YWCA votes to allow male leaders
WASHINGTON – The YWCA voted overwhelmingly Saturday to allow men to help direct its operations for the first time in its 148-year history, creating exceptions to a policy that allowed only women to serve as leaders of its nearly 300 local affiliates.
Passed by 70 percent of its voting members, the decision marks a big change for the organization but comes as a compromise just five years after an unofficial vote to keep men out of leadership roles.
Under the new measure, passed at the organization’s annual meeting, local chapters will petition the national board to allow men to serve, and the board will decide each case. The board will develop a new policy later this year.
Men had previously been allowed as volunteers or staff or associate members but could not serve as voting members or directors.
Lifting the ban on male leadership for local affiliates also could lead to the nomination of men for national posts, said YWCA chief executive Peggy Sanchez-Mills.
The YWCA’s women-focused programs – including shelters for domestic violence, child care centers and job training – would not change, Sanchez-Mills said. Its core mission remains eliminating racism and empowering women.
“It still is a female-driven organization and will remain that way,” Sanchez-Mills said. “What it does do is welcome men onto those governance structures to support the women’s agenda.”
Allowing male members is one of the organization’s biggest changes in the past 50 years, Sanchez-Mills said, “but we have a long history of change, and we’re old.”
Founded in 1858 as the Young Women’s Christian Association, the YWCA established its women-only membership policy to prove they were capable administrators.
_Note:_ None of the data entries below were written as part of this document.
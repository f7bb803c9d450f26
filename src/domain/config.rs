//! Validated trading configuration.
//!
//! Built once at start-up from a [`ConfigPort`]. Any missing or invalid
//! field fails the build, so the trading loop never sees a partial config.

use std::collections::HashSet;
use std::path::PathBuf;
use std::time::Duration;

use chrono::NaiveTime;

use crate::domain::config_validation::validate_trading_config;
use crate::domain::error::TradegateError;
use crate::domain::execution::{ExecutionSettings, PaperSettings, PartialFillPolicy};
use crate::domain::indicator::IndicatorParams;
use crate::domain::risk::{RiskLimits, SizingPolicy};
use crate::domain::signal::SignalFilters;
use crate::ports::config_port::ConfigPort;

pub const ALPACA_PAPER_URL: &str = "https://paper-api.alpaca.markets";
pub const ALPACA_LIVE_URL: &str = "https://api.alpaca.markets";
pub const ALPACA_DATA_URL: &str = "https://data.alpaca.markets";

#[derive(Debug, Clone, Copy, PartialEq, Eq)]
pub enum DataSource {
    Csv,
    Alpaca,
}

#[derive(Debug, Clone, PartialEq)]
pub struct MarketDataConfig {
    pub source: DataSource,
    pub csv_dir: PathBuf,
    pub exchange: Option<String>,
    pub fetch_timeout: Duration,
    pub streaming: bool,
}

#[derive(Debug, Clone, PartialEq)]
pub struct AlpacaEndpoints {
    pub trading_url: String,
    pub data_url: String,
}

#[derive(Debug, Clone, PartialEq)]
pub struct TradingConfig {
    pub symbols: Vec<String>,
    pub paper_trading: bool,
    pub poll_interval: Duration,
    pub timeframe: String,
    pub bar_count: usize,
    pub trading_day_start: NaiveTime,
    pub indicators: IndicatorParams,
    pub filters: SignalFilters,
    pub risk: RiskLimits,
    pub initial_balance: f64,
    pub paper: PaperSettings,
    pub execution: ExecutionSettings,
    pub market_data: MarketDataConfig,
    pub sqlite_path: Option<PathBuf>,
    pub sqlite_pool_size: u32,
    pub alpaca: AlpacaEndpoints,
    pub log_directory: Option<PathBuf>,
    pub close_on_shutdown: bool,
}

/// Parse a comma-separated symbol list: trimmed, upper-cased, no empty
/// tokens, no duplicates.
pub fn parse_symbols(input: &str) -> Result<Vec<String>, TradegateError> {
    let mut symbols = Vec::new();
    let mut seen = HashSet::new();

    for token in input.split(',') {
        let trimmed = token.trim();
        if trimmed.is_empty() {
            return Err(TradegateError::invalid_config(
                "trading",
                "symbols",
                "empty token in symbol list",
            ));
        }
        let symbol = trimmed.to_uppercase();
        if !seen.insert(symbol.clone()) {
            return Err(TradegateError::invalid_config(
                "trading",
                "symbols",
                format!("duplicate symbol: {symbol}"),
            ));
        }
        symbols.push(symbol);
    }

    Ok(symbols)
}

fn parse_day_start(value: Option<String>) -> Result<NaiveTime, TradegateError> {
    match value {
        None => Ok(NaiveTime::MIN),
        Some(s) => NaiveTime::parse_from_str(s.trim(), "%H:%M").map_err(|_| {
            TradegateError::invalid_config(
                "trading",
                "trading_day_start",
                "expected HH:MM (UTC)",
            )
        }),
    }
}

fn non_empty(config: &dyn ConfigPort, section: &str, key: &str) -> Option<String> {
    config
        .get_string(section, key)
        .map(|s| s.trim().to_string())
        .filter(|s| !s.is_empty())
}

impl TradingConfig {
    pub fn from_port(config: &dyn ConfigPort) -> Result<Self, TradegateError> {
        validate_trading_config(config)?;

        let symbols = parse_symbols(&config.get_string("trading", "symbols").unwrap_or_default())?;
        let paper_trading = config.get_bool("trading", "paper_trading", true);

        let indicators = IndicatorParams {
            short_ma_period: config.get_int("strategy", "short_ma_period", 5) as usize,
            long_ma_period: config.get_int("strategy", "long_ma_period", 20) as usize,
            rsi_period: config.get_int("strategy", "rsi_period", 14) as usize,
            volume_ma_period: config.get_int("strategy", "volume_ma_period", 20) as usize,
            volume_multiplier: config.get_double("strategy", "volume_multiplier", 1.5),
        };
        let filters = SignalFilters {
            rsi_filter: config.get_bool("strategy", "rsi_filter", true),
            rsi_overbought: config.get_double("strategy", "rsi_overbought", 70.0),
            rsi_oversold: config.get_double("strategy", "rsi_oversold", 30.0),
            volume_filter: config.get_bool("strategy", "volume_filter", false),
        };

        let sizing_policy = match non_empty(config, "risk", "sizing_policy") {
            None => SizingPolicy::Reject,
            Some(s) => SizingPolicy::parse(&s).ok_or_else(|| {
                TradegateError::invalid_config("risk", "sizing_policy", "expected reject or resize")
            })?,
        };
        let risk = RiskLimits {
            max_position_size: config.get_int("risk", "max_position_size", 0),
            max_daily_loss: config.get_double("risk", "max_daily_loss", 0.0),
            order_quantity: config.get_int("trading", "order_quantity", 1),
            margin_rate: config.get_double("risk", "margin_rate", 0.1),
            stop_loss_pct: config.get_double("risk", "stop_loss_percent", 2.0),
            take_profit_pct: config.get_double("risk", "take_profit_percent", 4.0),
            sizing_policy,
            allow_shorting: config.get_bool("risk", "allow_shorting", false),
        };

        let paper = PaperSettings {
            slippage_pct: config.get_double("paper", "slippage_pct", 0.05),
            commission_per_trade: config.get_double("paper", "commission_per_trade", 0.0),
            commission_pct: config.get_double("paper", "commission_pct", 0.0),
            fill_delay: Duration::from_millis(config.get_int("paper", "fill_delay_ms", 0) as u64),
        };

        let partial_fill_policy = match non_empty(config, "execution", "partial_fill_policy") {
            None => PartialFillPolicy::Cancel,
            Some(s) => PartialFillPolicy::parse(&s).ok_or_else(|| {
                TradegateError::invalid_config(
                    "execution",
                    "partial_fill_policy",
                    "expected cancel or rest",
                )
            })?,
        };
        let execution = ExecutionSettings {
            submit_timeout: Duration::from_secs(
                config.get_int("execution", "submit_timeout_secs", 10) as u64,
            ),
            max_retries: config.get_int("execution", "max_retries", 3) as u32,
            retry_backoff: Duration::from_millis(
                config.get_int("execution", "retry_backoff_ms", 500) as u64,
            ),
            partial_fill_policy,
        };

        let source = match non_empty(config, "market_data", "source")
            .map(|s| s.to_ascii_lowercase())
            .as_deref()
        {
            None | Some("csv") => DataSource::Csv,
            Some("alpaca") => DataSource::Alpaca,
            Some(_) => {
                return Err(TradegateError::invalid_config(
                    "market_data",
                    "source",
                    "expected csv or alpaca",
                ));
            }
        };
        let market_data = MarketDataConfig {
            source,
            csv_dir: PathBuf::from(
                non_empty(config, "market_data", "csv_dir").unwrap_or_else(|| "data".to_string()),
            ),
            exchange: non_empty(config, "market_data", "exchange"),
            fetch_timeout: Duration::from_secs(
                config.get_int("market_data", "fetch_timeout_secs", 10) as u64,
            ),
            streaming: config.get_bool("market_data", "streaming", false),
        };

        let default_trading_url = if paper_trading {
            ALPACA_PAPER_URL
        } else {
            ALPACA_LIVE_URL
        };
        let alpaca = AlpacaEndpoints {
            trading_url: non_empty(config, "alpaca", "trading_url")
                .unwrap_or_else(|| default_trading_url.to_string()),
            data_url: non_empty(config, "alpaca", "data_url")
                .unwrap_or_else(|| ALPACA_DATA_URL.to_string()),
        };

        let default_bar_count = (indicators.required_bars() * 2) as i64;
        let bar_count = config.get_int("trading", "bar_count", default_bar_count);
        if bar_count < 1 || (bar_count as usize) < indicators.required_bars() {
            return Err(TradegateError::invalid_config(
                "trading",
                "bar_count",
                format!(
                    "bar_count must cover the indicator window of {} bars",
                    indicators.required_bars()
                ),
            ));
        }

        let pool_size = config.get_int("sqlite", "pool_size", 4);
        if pool_size < 1 {
            return Err(TradegateError::invalid_config(
                "sqlite",
                "pool_size",
                "pool_size must be at least 1",
            ));
        }

        Ok(TradingConfig {
            symbols,
            paper_trading,
            poll_interval: Duration::from_secs(config.get_int("trading", "poll_interval", 60) as u64),
            timeframe: non_empty(config, "trading", "timeframe").unwrap_or_else(|| "1Day".to_string()),
            bar_count: bar_count as usize,
            trading_day_start: parse_day_start(non_empty(config, "trading", "trading_day_start"))?,
            indicators,
            filters,
            risk,
            initial_balance: config.get_double("paper", "initial_balance", 100_000.0),
            paper,
            execution,
            market_data,
            sqlite_path: non_empty(config, "sqlite", "path").map(PathBuf::from),
            sqlite_pool_size: pool_size as u32,
            alpaca,
            log_directory: non_empty(config, "logging", "directory").map(PathBuf::from),
            close_on_shutdown: config.get_bool("trading", "close_on_shutdown", false),
        })
    }

    /// Keep only `symbols`, which must all be configured.
    pub fn restrict_symbols(&mut self, symbols: &str) -> Result<(), TradegateError> {
        let wanted = parse_symbols(symbols)?;
        if let Some(unknown) = wanted.iter().find(|s| !self.symbols.contains(s)) {
            return Err(TradegateError::invalid_config(
                "trading",
                "symbols",
                format!("{unknown} is not a configured symbol"),
            ));
        }
        self.symbols = wanted;
        Ok(())
    }
}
The organization, which has assets of nearly $1 billion, is funded by government grants, public donations, membership and program service fees, according to its Web site.
Throughout the world, the YWCA works in 122 countries, serving 25 million women and their families, according to the group’s Web site.
The YMCA, which has no formal ties to the women’s organization, has included women in its leadership since the 1930s.